I am presently working on an energy harvesting system using RF signals. I have read some of the other posts made on this topic and have learnt quite a few things. However, I have some questions that I would like answered just to clarify some doubts.

The intention is to acquire 2.4 GHz wi-fi signals from an AP (access point) to an antenna.

That antenna that I am planning to use is either a quarter wave whip antenna (with a ground plane) or a half wavelength dipole antenna tuned to 2.4 GHz. Since its omni-directional, I can expect the gain to be around 3 dBi. I am still unsure about which antenna would be most suitable. According to my theoretical study, a half wavelength is more appropriate as I can acquire more energy but then someone suggested a quarter wavelength is more suitable. Also, does it matter what type of end connection I require, e.g. SMA connection or a BNC? So I would like someone to shed some light on this or maybe link me to a web address so I can do my own research.

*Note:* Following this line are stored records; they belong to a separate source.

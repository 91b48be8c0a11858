//! Startup orchestration.
//!
//! # Responsibilities
//! - Build the object store and function invoker from config
//! - Fetch the control documents and install the first routing snapshot
//! - Apply config-file updates by rebuilding the snapshot off the request path
//!
//! # Design Decisions
//! - Fail fast: a bad config or unusable collaborator at startup is fatal
//! - Missing or malformed control documents are not fatal; they disable
//!   their feature and are reported
//! - A rejected update keeps the running snapshot

use std::sync::Arc;

use thiserror::Error;
use tokio::sync::mpsc;
use tokio::task::JoinHandle;

use crate::config::{ConfigError, EdgeConfig};
use crate::functions::http::InvokerError;
use crate::functions::{FunctionInvoker, HttpFunctionInvoker};
use crate::lifecycle::shutdown::ShutdownSignal;
use crate::routing::{EdgeRouter, SharedRouter};
use crate::rules::LoadReport;
use crate::storage::{self, ObjectStore, StorageError};

#[derive(Debug, Error)]
pub enum StartupError {
    #[error(transparent)]
    Config(#[from] ConfigError),

    #[error(transparent)]
    Storage(#[from] StorageError),

    #[error(transparent)]
    Invoker(#[from] InvokerError),

    #[error("IO error: {0}")]
    Io(#[from] std::io::Error),
}

/// The external collaborators a router is built over.
pub fn build_collaborators(
    config: &EdgeConfig,
) -> Result<(Arc<dyn ObjectStore>, Arc<dyn FunctionInvoker>), StartupError> {
    let store = storage::from_config(&config.storage)?;
    let invoker: Arc<dyn FunctionInvoker> = Arc::new(HttpFunctionInvoker::new(&config.functions)?);
    Ok((store, invoker))
}

fn log_report(report: &LoadReport) {
    for (kind, count) in &report.loaded {
        tracing::debug!(document = %kind, rules = count, "Rules active");
    }
    if !report.is_clean() {
        tracing::warn!(
            missing = report.missing.len(),
            failed = report.failures.len(),
            rejected = report.rejected.len(),
            retained = report.retained.len(),
            "Routing rules loaded with degradations"
        );
    }
}

/// Build the first routing snapshot.
pub async fn bootstrap(config: EdgeConfig) -> Result<SharedRouter, StartupError> {
    let (store, invoker) = build_collaborators(&config)?;
    let (router, report) = EdgeRouter::load(Arc::new(config), store, invoker).await;
    log_report(&report);

    tracing::info!(
        auth_rules = router.rules().auth.rules().len(),
        redirect_rules = router.rules().redirects.rules().len(),
        function_rules = router.rules().functions.rules().len(),
        locales = router.rules().locales.len(),
        "Routing snapshot ready"
    );
    Ok(SharedRouter::new(router))
}

/// Rebuild the snapshot under `config`. On error the running one is kept.
pub async fn apply_update(shared: &SharedRouter, config: EdgeConfig) -> Result<LoadReport, StartupError> {
    let current = shared.snapshot();
    if current.config().listener.bind_address != config.listener.bind_address {
        tracing::warn!(
            current = %current.config().listener.bind_address,
            requested = %config.listener.bind_address,
            "Listener address changes need a restart; ignoring"
        );
    }

    let (store, invoker) = build_collaborators(&config)?;
    let (router, report) = EdgeRouter::load_after(&current, Arc::new(config), store, invoker).await;
    shared.replace(router);
    log_report(&report);
    tracing::info!("Configuration applied");
    Ok(report)
}

/// Apply config-file updates until shutdown.
pub fn spawn_config_reloader(
    shared: SharedRouter,
    mut updates: mpsc::UnboundedReceiver<EdgeConfig>,
    mut shutdown: ShutdownSignal,
) -> JoinHandle<()> {
    tokio::spawn(async move {
        loop {
            tokio::select! {
                update = updates.recv() => {
                    let Some(config) = update else { break };
                    if let Err(e) = apply_update(&shared, config).await {
                        tracing::error!(error = %e, "Failed to apply configuration, keeping current snapshot");
                    }
                }
                _ = shutdown.recv() => break,
            }
        }
    })
}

Next, assuming I have selected my antenna, I can expect it to have 50 ohm impedance (as this is generally the case). Now, I need to design an impedance matching circuit to ensure max power is obtained. In order to do this, I have to know what load impedance I have on my harvesting circuit. But here is the issue. Since I am designing the harvesting circuit, I actually don't know what the load impedance is. I understand how to design the impedance matching circuit mathematically speaking, however, without knowing the load impedance, I don't know how to work on this. A friend suggested I work on the next part of my harvesting circuit (which is the voltage multiplier circuit) and based on this, I will have a load impedance which I can use to calculate the impedance matching circuit. Once again, I need some assistance on this. Another source suggested I connect up a "dummy load", however, I need to do some more research on this and how it works.

So to summarize,

1) Which antenna is more suitable for this project? A half wavelength dipole antenna or a quarter wavelength whip antenna with a ground plane?

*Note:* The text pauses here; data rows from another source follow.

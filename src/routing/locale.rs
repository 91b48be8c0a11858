//! Locale prefixes.
//!
//! A site may publish one tree per locale (`/en/...`, `/fr/...`). The static
//! fallback strips a known locale segment before applying the trailing-slash
//! policy and re-applies it to object keys and redirect targets.

use axum::http::{header::COOKIE, HeaderMap};

/// Cookie naming the visitor's preferred locale.
pub const LOCALE_COOKIE: &str = "locale";

/// Viewer-country header set by the CDN in front of the edge.
pub const VIEWER_COUNTRY_HEADER: &str = "cloudfront-viewer-country";

/// A request path split around the tree it lives in.
#[derive(Debug, Clone, Copy, PartialEq, Eq)]
pub struct LocalizedPath<'a> {
    /// Locale segment, or the route prefix of a sub-site.
    pub base: Option<&'a str>,
    /// Path below the base, without its leading `/` (`""` for the root).
    pub rest: &'a str,
}

impl<'a> LocalizedPath<'a> {
    /// Split `path` when its first segment is one of `locales`.
    pub fn split(path: &'a str, locales: &[String]) -> Self {
        let relative = path.strip_prefix('/').unwrap_or(path);

        let (first, rest) = match relative.split_once('/') {
            Some((first, rest)) => (first, rest),
            None => (relative, ""),
        };

        match locales.iter().find(|l| l.as_str() == first) {
            Some(_) if !first.is_empty() => Self {
                base: Some(first),
                rest,
            },
            _ => Self {
                base: None,
                rest: relative,
            },
        }
    }

    /// A path below a fixed base such as a sub-site route.
    pub fn under(base: &'a str, rest: &'a str) -> Self {
        Self {
            base: Some(base),
            rest,
        }
    }

    /// Object key for `candidate`, below the base tree when there is one.
    pub fn key(&self, candidate: &str) -> String {
        match self.base {
            Some(base) => format!("{}/{}", base, candidate),
            None => candidate.to_string(),
        }
    }

    /// Public path for `rest`, re-prefixed with the base.
    pub fn public_path(&self, rest: &str) -> String {
        match self.base {
            Some(base) if rest.is_empty() => format!("/{}", base),
            Some(base) => format!("/{}/{}", base, rest),
            None => format!("/{}", rest),
        }
    }
}

fn cookie_value<'h>(headers: &'h HeaderMap, name: &str) -> Option<&'h str> {
    headers
        .get_all(COOKIE)
        .iter()
        .filter_map(|v| v.to_str().ok())
        .flat_map(|v| v.split(';'))
        .filter_map(|pair| pair.trim().split_once('='))
        .find(|(k, _)| *k == name)
        .map(|(_, v)| v.trim_matches('"'))
}

/// The locale a visitor asked for: the `locale` cookie first, then (when
/// enabled) the viewer-country header. Only known locales are returned.
pub fn preferred_locale<'l>(
    headers: &HeaderMap,
    locales: &'l [String],
    use_viewer_country: bool,
) -> Option<&'l str> {
    if let Some(wanted) = cookie_value(headers, LOCALE_COOKIE) {
        if let Some(locale) = locales.iter().find(|l| l.as_str() == wanted) {
            return Some(locale.as_str());
        }
    }

    if !use_viewer_country {
        return None;
    }

    let country = headers.get(VIEWER_COUNTRY_HEADER)?.to_str().ok()?.trim();
    locales
        .iter()
        .find(|l| l.eq_ignore_ascii_case(country))
        .map(String::as_str)
}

2) What kind of end connection is needed? E.G. SMA?

3) How do I calculate the load impedance in order to calculate the inductor/capacitor value required for the impedance matching circuit?

The circuit that I intend to design is given in the diagram.

**broken link removed**

Any tips or ideas I should think about would help. I am still learning. If there are any questions, please let me know.

Regards
 

Impedance matching can be seen as adjusting the V/A characteristic.

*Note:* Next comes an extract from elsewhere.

//! Request/response middleware applied around the routing engine.

pub mod cors;

pub use cors::{cors_layer, options_guard, AllowedOrigins};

Your LC tank can resonate with higher V, less A...
Or less V, higher A.

This is assuming each case has the same amount of power from the antenna. (Watts = V * A)

If power is great, you can use small coil value, high capacitor value. These present small impedance to the resonant f. It allows greater current flow.

However if power is small, you probably want to obtain higher voltage from the resonating action. Increase coil value. Decrease capacitor value. This is associated with smaller current flow (higher impedance presented to the resonant f).

Experimentation will no doubt be necessary, to find the L and C values which work best.
 

Impedance matching can be seen as adjusting the V/A characteristic.

Your LC tank can resonate with higher V, less A...
Or less V, higher A.

This is assuming each case has the same amount of power from the antenna. (Watts = V * A)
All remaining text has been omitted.